Purpose: Transgender women (TW) are disproportionately affected by HIV infection and cardiovascular disease (CVD). This study evaluated whether estrogen-based gender-affirming hormone therapy (GAHT) in TW with HIV (TWH-GAHT) is associated with indices of subclinical CVD. Methods: Of the 40 HIV-seropositive persons enrolled, 20-60 years of age, on antiretroviral treatment with undetectable viral load, assessments were performed on 15 TWH; of these persons, 11 were GAHT treated. These TWH-GAHT were matched with HIV+ cisgender men and women based on age, ethnicity/race, body mass index, and antihypertensive medication use. Sex hormones, and cardiometabolic (waist circumference, blood pressure, insulin resistance, lipid profile, and C-reactive protein), vascular (flow-mediated dilation [FMD] and arterial stiffness), and proinflammatory measures were obtained. Results: TWH-GAHT displayed elevated estradiol and suppressed testosterone levels relative to normative ranges. Analyses indicated the TWH-GAHT displayed lower low-density lipoprotein compared with cisgender groups (p < 0.05).
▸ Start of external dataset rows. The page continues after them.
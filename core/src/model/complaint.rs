use chrono::NaiveDate;
use serde::{Deserialize, Serialize};
use std::collections::BTreeMap;

use crate::model::month::Month;

#[derive(Serialize, Deserialize, Debug, Clone, Copy, PartialEq, Eq, Hash)]
pub enum ComplaintStatus {
    #[serde(alias = "open")]
    Open,
    #[serde(alias = "pending")]
    Pending,
    #[serde(alias = "closed", alias = "Resolved", alias = "resolved")]
    Closed,
}

impl Default for ComplaintStatus {
    fn default() -> Self {
        ComplaintStatus::Open
    }
}

impl ComplaintStatus {
    /// Open and Pending both count as unresolved.
    pub fn is_unresolved(self) -> bool {
        !matches!(self, ComplaintStatus::Closed)
    }
}

#[derive(Serialize, Deserialize, Debug, Clone, Copy, PartialEq, Eq, Hash, PartialOrd, Ord)]
pub enum Priority {
    High,
    Medium,
    Low,
}

impl Default for Priority {
    fn default() -> Self {
        Priority::Medium
    }
}

impl Priority {
    /// Display order for the distribution chart.
    pub const ALL: [Priority; 3] = [Priority::High, Priority::Medium, Priority::Low];
}

#[derive(Serialize, Deserialize, Debug, Clone, PartialEq)]
pub struct ComplaintRecord {
    pub id: String,
    pub complaint_type: String,
    #[serde(default)]
    pub status: ComplaintStatus,
    #[serde(default)]
    pub priority: Priority,
    pub customer: String,
    pub vehicle: String,
    pub description: String,
    pub service_advisor: String,
    pub reported: NaiveDate,
    pub resolved: Option<NaiveDate>,
    pub resolution: Option<String>,
}

impl ComplaintRecord {
    /// Days from report to resolution, never negative. `None` until the
    /// complaint is closed with a resolution date.
    pub fn resolution_days(&self) -> Option<i64> {
        if self.status != ComplaintStatus::Closed {
            return None;
        }
        let resolved = self.resolved?;
        Some((resolved - self.reported).num_days().max(0))
    }
}

/// Post-service follow-up (PSF) complaint counts for one advisor and month,
/// keyed by complaint type.
#[derive(Serialize, Deserialize, Debug, Clone, PartialEq)]
pub struct PsfComplaintCounts {
    pub year: i32,
    pub month: Month,
    pub advisor_name: String,
    #[serde(default)]
    pub counts: BTreeMap<String, u32>,
}

impl PsfComplaintCounts {
    pub fn new(advisor_name: &str, year: i32, month: Month) -> Self {
        Self {
            year,
            month,
            advisor_name: advisor_name.to_string(),
            counts: BTreeMap::new(),
        }
    }

    pub fn with_count(mut self, complaint_type: &str, count: u32) -> Self {
        self.counts.insert(complaint_type.to_string(), count);
        self
    }
}

#[cfg(test)]
mod tests {
    use super::*;

    fn complaint(status: ComplaintStatus, resolved: Option<NaiveDate>) -> ComplaintRecord {
        ComplaintRecord {
            id: "PSF-2025-001".to_string(),
            complaint_type: "Service Quality".to_string(),
            status,
            priority: Priority::High,
            customer: "Rajesh Kumar".to_string(),
            vehicle: "MG Hector".to_string(),
            description: "Engine noise after service".to_string(),
            service_advisor: "Ajay Kumar".to_string(),
            reported: NaiveDate::from_ymd_opt(2025, 1, 5).unwrap(),
            resolved,
            resolution: None,
        }
    }

    #[test]
    fn test_resolution_days() {
        let closed = complaint(ComplaintStatus::Closed, NaiveDate::from_ymd_opt(2025, 1, 7));
        assert_eq!(closed.resolution_days(), Some(2));

        let backdated = complaint(ComplaintStatus::Closed, NaiveDate::from_ymd_opt(2025, 1, 1));
        assert_eq!(backdated.resolution_days(), Some(0));

        let pending = complaint(ComplaintStatus::Pending, NaiveDate::from_ymd_opt(2025, 1, 7));
        assert_eq!(pending.resolution_days(), None);
    }

    #[test]
    fn test_status_aliases() {
        let status: ComplaintStatus = serde_json::from_str("\"Resolved\"").unwrap();
        assert_eq!(status, ComplaintStatus::Closed);
        let status: ComplaintStatus = serde_json::from_str("\"closed\"").unwrap();
        assert_eq!(status, ComplaintStatus::Closed);
        assert!(ComplaintStatus::Pending.is_unresolved());
    }
}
Although no difference was seen on FMD, the central augmentation index of aortic stiffness was higher in cisgender HIV+ women than cisgender HIV+ men (p < 0.05). No other group difference on subclinical CVD markers was observed. For TWH, partial correlations indicated associations of certain sex hormones with selected cardiometabolic outcomes and the inflammatory cytokine, interleukin-8. Conclusion: When well matched to HIV+ cisgender men and women, subclinical CVD pathophysiology did not appear elevated in TWH-GAHT, although tendencies emerged suggesting that some subclinical CVD indices may be higher, but others lower than cisgender groups. Longitudinal studies of TWH are needed to more precisely evaluate the moderating effect of GAHT on cardiometabolic pathophysiology.